На грани апокалипсиса - Анатолий Кулемин
Шрифт:
Интервал:
Закладка:
– Если я скажу – Иван Сидоров, вам ведь от этого легче не станет. Поэтому зовите меня – Кесслер. Генрих Кесслер. И потом, от вас еще никаких предложений не поступало, и мы с вами ни о чем не договаривались. Почему я должен открываться перед вами? Фотография? Чепуха. Подделка.

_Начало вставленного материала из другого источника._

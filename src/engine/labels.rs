//! Label-to-entity lookup table.
//!
//! Simple dictionary bookkeeping around the core: labels are unique keys,
//! binding an already-used label rebinds it, and destroying an entity drops
//! every label that pointed at it.

use std::collections::HashMap;

use crate::engine::types::EntityId;

/// Forward label lookup owned by the world.
#[derive(Default)]
pub struct LabelTable {
    by_label: HashMap<String, EntityId>,
}

impl LabelTable {
    /// Creates an empty table.
    pub fn new() -> Self {
        Self::default()
    }

    /// Binds `label` to `entity`, replacing any previous binding.
    pub fn bind(&mut self, label: &str, entity: EntityId) {
        self.by_label.insert(label.to_owned(), entity);
    }

    /// Removes the binding for `label`. Returns `true` if one existed.
    pub fn unbind(&mut self, label: &str) -> bool {
        self.by_label.remove(label).is_some()
    }

    /// Returns the entity bound to `label`, if any.
    pub fn lookup(&self, label: &str) -> Option<EntityId> {
        self.by_label.get(label).copied()
    }

    /// Drops every label bound to `entity`.
    pub fn remove_entity(&mut self, entity: EntityId) {
        self.by_label.retain(|_, bound| *bound != entity);
    }

    /// Number of bound labels.
    pub fn len(&self) -> usize {
        self.by_label.len()
    }

    /// Returns `true` if no label is bound.
    pub fn is_empty(&self) -> bool {
        self.by_label.is_empty()
    }
}
//! Custom error types for appatlas

use thiserror::Error;

/// Main error type for appatlas operations
#[derive(Error, Debug)]
pub enum Error {
    #[error("Configuration error: {0}")]
    Config(String),

    #[error("Fetch error: {0}")]
    Fetch(String),

    #[error("IO error: {0}")]
    Io(#[from] std::io::Error),

    #[error("HTTP error: {0}")]
    Http(#[from] reqwest::Error),

    #[error("URL parse error: {0}")]
    UrlParse(#[from] url::ParseError),

    #[error("JSON error: {0}")]
    Json(#[from] serde_json::Error),

    #[error("CSV error: {0}")]
    Csv(#[from] csv::Error),

    #[error("TOML parse error: {0}")]
    TomlParse(#[from] toml::de::Error),

    #[error("TOML serialize error: {0}")]
    TomlSerialize(#[from] toml::ser::Error),

    #[error("Already initialized at {0}")]
    AlreadyInitialized(String),

    #[error("{0}")]
    Other(String),
}

impl Error {
    /// Whether this error came from the network layer (timeout, DNS, refused, bad status)
    pub fn is_network(&self) -> bool {
        matches!(self, Error::Http(_) | Error::Fetch(_))
    }
}

/// Result type alias for appatlas
pub type Result<T> = std::result::Result<T, Error>;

– Нет, Генрих Кесслер, фотография не подделка. Она подлинная, и вы это знаете. Вы не знаете другого. Вашему руководству стало известно, что ваш отец, настоящий, биологический отец – не отчим, – в тридцать седьмом был арестован и расстрелян, как враг народа. Вы этот факт скрыли, и теперь вас разыскивают по всей Германии, чтобы вернуть обратно. Для чего – «вернуть», и что вас там ждет, вы знаете лучше меня. Вас, уважаемый господин Кесслер, разыскивает и контрразведка, и ваши коллеги. Я имею в виду людей из ведомства Меркулова. Вас ищут даже советские миссии по репарации. Вот так, дорогой Генрих. Ну и что вы на это скажете?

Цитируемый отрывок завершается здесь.